Enquanto as mulheres têm uma lei que garante presteza, que veda a aplicação dos institutos despenalizadores (suspensão condicional do processo e a transação penal) ao sujeito ativo do crime de violência doméstica e que pune com severidade - antes mesmo de uma condenação transitada em julgado, vez que a palavra da vítima é a rainha das provas nos crimes de violência doméstica, assim como os crimes contra a dignidade sexual - os homens em igual situação se submetem a delegacia comum, procedimento comum e lento e passam por constrangimentos diversos, piadas, humilhações e deboches das próprias autoridades policiais, que diminuem a dor de um homem quando este relata o que vivencia.”

Penso que quem procura indevidamente usar a LMP o faz em duas situações: ignorância (não têm o mínimo de informação sobre a finalidade da norma e das instituições envolvidas) ou má-fé. Nesta hipótese, não raro, movida a transtorno de personalidade, tema tratado com didática abordagem por Sara Rocha, que, em sua conclusão, afirma:

“A Lei 11.340/2006, Lei Maria da Penha, tem um viés heteronormativo, com fundamento sociopolítico feminista, o que consequentemente não inclui os homens enquanto detentores de direitos. Permite o propagar das violências e segregação de gênero, assim como impede o vislumbrar da proporção e realidade da violência doméstica, por não só excluir os homens heteroafetivos, como também casais homoafetivos.
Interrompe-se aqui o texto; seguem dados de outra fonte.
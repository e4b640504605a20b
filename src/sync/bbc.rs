//! BBC News source
//!
//! Links come from the public content-collection JSON API; article
//! pages are parsed from their HTML and JSON-LD block.

use axum::async_trait;
use serde::Deserialize;
use soup::prelude::*;

use super::source::{
    NewsSource, ScrapedArticle, absolute_link, fetch_text, invalid_listing, join_text, no_article,
    page_linked_data,
};
use crate::error::AppError;

const COLLECTION_URL: &str = "https://web-cdn.api.bbci.co.uk/xd/content-collection/07cedf01-f642-4b92-821f-d7b324b8ba73?page=0&size=20";
const SITE_URL: &str = "https://www.bbc.com";

#[derive(Debug, Deserialize)]
struct CollectionResponse {
    #[serde(default)]
    data: Vec<CollectionItem>,
}

#[derive(Debug, Deserialize)]
struct CollectionItem {
    path: String,
}

#[derive(Debug, Clone)]
pub struct BbcSource {
    collection_url: String,
    site_url: String,
}

impl Default for BbcSource {
    fn default() -> Self {
        Self::with_urls(COLLECTION_URL, SITE_URL)
    }
}

impl BbcSource {
    pub fn with_urls(collection_url: &str, site_url: &str) -> Self {
        Self {
            collection_url: collection_url.to_string(),
            site_url: site_url.trim_end_matches('/').to_string(),
        }
    }
}

/// Article links from a collection response, video pages excluded
pub fn parse_links(body: &str, site_url: &str) -> Result<Vec<String>, AppError> {
    let response: CollectionResponse =
        serde_json::from_str(body).map_err(|e| invalid_listing("BBC", e))?;

    Ok(response
        .data
        .into_iter()
        .map(|item| item.path)
        .filter(|path| !path.is_empty() && !path.contains("/news/videos/"))
        .map(|path| absolute_link(site_url, &path))
        .collect())
}

/// Parse an article page
///
/// Returns None when the page has no `<article>` headline, which is
/// the case for live pages and removed stories.
pub fn parse_article(html: &str, link: &str) -> Option<ScrapedArticle> {
    let soup = Soup::new(html);
    let article = soup.tag("article").find()?;

    let headline = article.tag("h1").find()?.text();
    if headline.trim().is_empty() {
        return None;
    }

    let story = join_text(
        article
            .tag("div")
            .attr("data-component", "text-block")
            .find_all(),
    );
    let data = page_linked_data(&soup, link);

    Some(ScrapedArticle {
        headline,
        story,
        source_link: link.to_string(),
        meta_description: data.description,
        image_link: data.image,
        published_at: data.published_at,
    })
}

#[async_trait]
impl NewsSource for BbcSource {
    fn name(&self) -> &'static str {
        "BBC News"
    }

    fn category(&self) -> &'static str {
        "World"
    }

    async fn latest_links(&self, http: &reqwest::Client) -> Result<Vec<String>, AppError> {
        tracing::info!(url = %self.collection_url, "Fetching BBC collection");
        let body = fetch_text(http, &self.collection_url, &[]).await?;
        parse_links(&body, &self.site_url)
    }

    async fn fetch_article(
        &self,
        http: &reqwest::Client,
        link: &str,
    ) -> Result<ScrapedArticle, AppError> {
        tracing::debug!(link, "Fetching BBC article");
        let html = fetch_text(http, link, &[]).await?;
        parse_article(&html, link).ok_or_else(|| no_article(link))
    }
}
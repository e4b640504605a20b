//! News crawler
//!
//! Pulls the latest articles from each source, skips links already
//! stored, summarises what is new and inserts it into the `news`
//! table with the service role key.

mod aljazeera;
mod bbc;
mod cnn;
mod guardian;
mod reuters;
mod sanitize;
mod source;
mod summarizer;

use std::collections::HashSet;
use std::sync::Arc;

use futures::stream::{self, StreamExt};

pub use aljazeera::AlJazeeraSource;
pub use bbc::BbcSource;
pub use cnn::CnnSource;
pub use guardian::GuardianSource;
pub use reuters::ReutersSource;
pub use sanitize::{sanitize_article, sanitize_text};
pub use source::{NewsSource, ScrapedArticle};
pub use summarizer::{ArticleSummarizer, ArticleSummary, ChatSummarizer, SummaryMetadata};

use crate::config::AppConfig;
use crate::data::{NewNewsArticle, NewsRepository};
use crate::error::AppError;
use crate::metrics::SYNC_ARTICLES_TOTAL;

/// Source for a `sync.sources` entry
pub fn source_by_name(name: &str) -> Option<Arc<dyn NewsSource>> {
    let source: Arc<dyn NewsSource> = match name.trim().to_ascii_lowercase().as_str() {
        "bbc" => Arc::new(BbcSource::default()),
        "cnn" => Arc::new(CnnSource::default()),
        "guardian" => Arc::new(GuardianSource::default()),
        "aljazeera" => Arc::new(AlJazeeraSource::default()),
        "reuters" => Arc::new(ReutersSource::default()),
        _ => return None,
    };
    Some(source)
}

/// Outcome of syncing one source
#[derive(Debug, Clone, Default, PartialEq, Eq)]
pub struct SyncReport {
    pub source: String,
    /// Links listed by the source
    pub discovered: usize,
    /// Links not stored yet
    pub new_links: usize,
    /// Article pages that could not be fetched or parsed
    pub failed: usize,
    /// Articles stored without a summary
    pub unsummarized: usize,
    pub inserted: usize,
    /// Set when the whole source failed
    pub error: Option<String>,
}

pub struct Crawler {
    http_client: Arc<reqwest::Client>,
    news: Arc<dyn NewsRepository>,
    /// Bearer used for table writes
    token: String,
    sources: Vec<Arc<dyn NewsSource>>,
    summarizer: Option<Arc<dyn ArticleSummarizer>>,
    concurrency: usize,
    /// Held for the duration of a run
    running: tokio::sync::Mutex<()>,
}

impl Crawler {
    pub fn new(
        http_client: Arc<reqwest::Client>,
        news: Arc<dyn NewsRepository>,
        token: String,
        sources: Vec<Arc<dyn NewsSource>>,
        summarizer: Option<Arc<dyn ArticleSummarizer>>,
        concurrency: usize,
    ) -> Self {
        Self {
            http_client,
            news,
            token,
            sources,
            summarizer,
            concurrency: concurrency.max(1),
            running: tokio::sync::Mutex::new(()),
        }
    }

    /// Crawler for the configured project
    ///
    /// None without a service role key, since row-level security
    /// would reject the inserts.
    pub fn from_config(
        config: &AppConfig,
        http_client: Arc<reqwest::Client>,
        news: Arc<dyn NewsRepository>,
    ) -> Option<Self> {
        let token = config.crawler_token()?.to_string();
        let summarizer = ChatSummarizer::from_config(http_client.clone(), &config.sync.summarizer)
            .map(|s| Arc::new(s) as Arc<dyn ArticleSummarizer>);
        if summarizer.is_none() {
            tracing::warn!("No summarizer API key configured; articles will be stored without summaries");
        }

        let sources: Vec<Arc<dyn NewsSource>> = config
            .sync
            .sources
            .iter()
            .filter_map(|name| {
                let source = source_by_name(name);
                if source.is_none() {
                    tracing::warn!(source = %name, "Unknown news source; skipping");
                }
                source
            })
            .collect();

        Some(Self::new(
            http_client,
            news,
            token,
            sources,
            summarizer,
            config.sync.concurrency,
        ))
    }

    pub fn is_running(&self) -> bool {
        self.running.try_lock().is_err()
    }

    /// Sync every source
    ///
    /// Returns None without doing anything while another run is in
    /// progress. A failing source is logged and reported; the others
    /// still run.
    pub async fn sync(&self) -> Option<Vec<SyncReport>> {
        let Ok(_running) = self.running.try_lock() else {
            tracing::info!("Sync already in progress; skipping");
            return None;
        };

        let mut reports = Vec::with_capacity(self.sources.len());

        for source in &self.sources {
            let report = match self.sync_source(source.as_ref()).await {
                Ok(report) => {
                    tracing::info!(
                        source = %report.source,
                        discovered = report.discovered,
                        new_links = report.new_links,
                        failed = report.failed,
                        inserted = report.inserted,
                        "Source synced"
                    );
                    report
                }
                Err(error) => {
                    tracing::error!(source = source.name(), error = %error, "Source sync failed");
                    SYNC_ARTICLES_TOTAL
                        .with_label_values(&[source.name(), "source_failed"])
                        .inc();
                    SyncReport {
                        source: source.name().to_string(),
                        error: Some(error.to_string()),
                        ..Default::default()
                    }
                }
            };
            reports.push(report);
        }

        Some(reports)
    }

    async fn sync_source(&self, source: &dyn NewsSource) -> Result<SyncReport, AppError> {
        let name = source.name();
        let mut report = SyncReport {
            source: name.to_string(),
            ..Default::default()
        };

        let links = dedupe(source.latest_links(&self.http_client).await?);
        report.discovered = links.len();

        let existing = self.news.existing_source_links(&self.token, &links).await?;
        let new_links: Vec<String> = links
            .into_iter()
            .filter(|link| !existing.contains(link))
            .collect();
        report.new_links = new_links.len();

        if new_links.is_empty() {
            tracing::info!(source = name, "No new links found");
            return Ok(report);
        }

        let http = self.http_client.as_ref();
        let fetched: Vec<Result<ScrapedArticle, (String, AppError)>> = stream::iter(new_links)
            .map(move |link| async move {
                let result = source.fetch_article(http, &link).await;
                result.map_err(|e| (link, e))
            })
            .buffer_unordered(self.concurrency)
            .collect()
            .await;

        let mut scraped = Vec::with_capacity(fetched.len());
        for result in fetched {
            match result {
                Ok(article) => scraped.push(article),
                Err((link, error)) => {
                    report.failed += 1;
                    tracing::warn!(source = name, link = %link, error = %error, "Failed to fetch article");
                }
            }
        }

        // Oldest first, so insertion order follows publication order
        scraped.sort_by_key(|article| article.published_at);

        let mut articles: Vec<NewNewsArticle> = scraped
            .into_iter()
            .map(|article| {
                let mut article = article.into_new_article(name, source.category());
                sanitize_article(&mut article);
                article
            })
            .collect();

        for article in &mut articles {
            if !self.summarize(article).await {
                report.unsummarized += 1;
            }
        }

        report.inserted = self.news.insert_news(&self.token, &articles).await?;

        SYNC_ARTICLES_TOTAL
            .with_label_values(&[name, "inserted"])
            .inc_by(report.inserted as u64);
        SYNC_ARTICLES_TOTAL
            .with_label_values(&[name, "failed"])
            .inc_by(report.failed as u64);

        Ok(report)
    }

    /// Returns false when the article keeps no summary
    async fn summarize(&self, article: &mut NewNewsArticle) -> bool {
        let Some(summarizer) = &self.summarizer else {
            return false;
        };

        tracing::debug!(headline = %article.headline, "Generating summary");
        match summarizer.summarize(article).await {
            Ok(summary) => {
                summary.apply_to(article);
                true
            }
            Err(error) => {
                tracing::error!(link = %article.source_link, error = %error, "Failed to generate summary");
                false
            }
        }
    }
}

/// Drop repeated links, keeping the first occurrence
fn dedupe(links: Vec<String>) -> Vec<String> {
    let mut seen = HashSet::with_capacity(links.len());
    links
        .into_iter()
        .filter(|link| seen.insert(link.clone()))
        .collect()
}
//! Reuters source

use axum::async_trait;
use lazy_static::lazy_static;
use regex::Regex;
use serde::Deserialize;
use soup::prelude::*;

use super::source::{
    NewsSource, ScrapedArticle, absolute_link, fetch_text, invalid_listing, join_text, no_article,
    page_linked_data,
};
use crate::error::AppError;

const SECTION_URL: &str = r#"https://www.reuters.com/pf/api/v3/content/fetch/articles-by-section-alias-or-id-v1?query={"arc-site":"reuters","fetch_type":"collection","offset":0,"section_id":"/world/","size":20,"uri":"/world/","website":"reuters"}&_website=reuters"#;
const SITE_URL: &str = "https://www.reuters.com";
const LANGUAGE_HEADER: (&str, &str) = ("accept-language", "en-US,en;q=0.9");

lazy_static! {
    // Class names carry a build hash suffix
    static ref PARAGRAPH_CLASS: Regex =
        Regex::new(r"^article-body__paragraph").expect("pattern is valid");
}

#[derive(Debug, Deserialize)]
struct SectionResponse {
    result: SectionResult,
}

#[derive(Debug, Deserialize)]
struct SectionResult {
    #[serde(default)]
    articles: Vec<SectionArticle>,
}

#[derive(Debug, Deserialize)]
struct SectionArticle {
    canonical_url: String,
}

#[derive(Debug, Clone)]
pub struct ReutersSource {
    section_url: String,
    site_url: String,
}

impl Default for ReutersSource {
    fn default() -> Self {
        Self::with_urls(SECTION_URL, SITE_URL)
    }
}

impl ReutersSource {
    pub fn with_urls(section_url: &str, site_url: &str) -> Self {
        Self {
            section_url: section_url.to_string(),
            site_url: site_url.trim_end_matches('/').to_string(),
        }
    }
}

pub fn parse_links(body: &str, site_url: &str) -> Result<Vec<String>, AppError> {
    let response: SectionResponse =
        serde_json::from_str(body).map_err(|e| invalid_listing("Reuters", e))?;

    Ok(response
        .result
        .articles
        .into_iter()
        .map(|article| article.canonical_url)
        .filter(|path| !path.trim().is_empty())
        .map(|path| absolute_link(site_url, path.trim()))
        .collect())
}

pub fn parse_article(html: &str, link: &str) -> Option<ScrapedArticle> {
    let soup = Soup::new(html);
    let article = soup.tag("article").find()?;

    let headline = article.tag("h1").find()?.text();
    if headline.trim().is_empty() {
        return None;
    }

    let story = join_text(
        article
            .tag("div")
            .class(PARAGRAPH_CLASS.clone())
            .find_all(),
    );
    let data = page_linked_data(&soup, link);

    Some(ScrapedArticle {
        headline,
        story,
        source_link: link.to_string(),
        meta_description: data.description,
        image_link: data.image,
        published_at: data.published_at,
    })
}

#[async_trait]
impl NewsSource for ReutersSource {
    fn name(&self) -> &'static str {
        "Reuters"
    }

    fn category(&self) -> &'static str {
        "World"
    }

    async fn latest_links(&self, http: &reqwest::Client) -> Result<Vec<String>, AppError> {
        tracing::info!("Fetching Reuters world section");
        let body = fetch_text(http, &self.section_url, &[LANGUAGE_HEADER]).await?;
        parse_links(&body, &self.site_url)
    }

    async fn fetch_article(
        &self,
        http: &reqwest::Client,
        link: &str,
    ) -> Result<ScrapedArticle, AppError> {
        tracing::debug!(link, "Fetching Reuters article");
        let html = fetch_text(http, link, &[LANGUAGE_HEADER]).await?;
        parse_article(&html, link).ok_or_else(|| no_article(link))
    }
}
Os transtornos de personalidade podem ser uma das causas da violência doméstica, pois atingem pessoas com baixa capacidade de lidar com frustrações, raiva, medos, inseguranças, levando a um novo e diferente estilo de vida, que não é saudável, mas inadequado a própria saúde mental, a da família e à coletividade.”

Certo é que a LMP é importante e estimulou muitas mulheres vítimas de violência a buscar socorro e o encontraram. Outras, apesar de também terem obtido a proteção legal, não evitaram tragédias. É preciso que sejam aperfeiçoados os recursos das instituições envolvidas na aplicação da LMP para dar eficácia às MPU e efetivamente proteger as mulheres vítimas de violência.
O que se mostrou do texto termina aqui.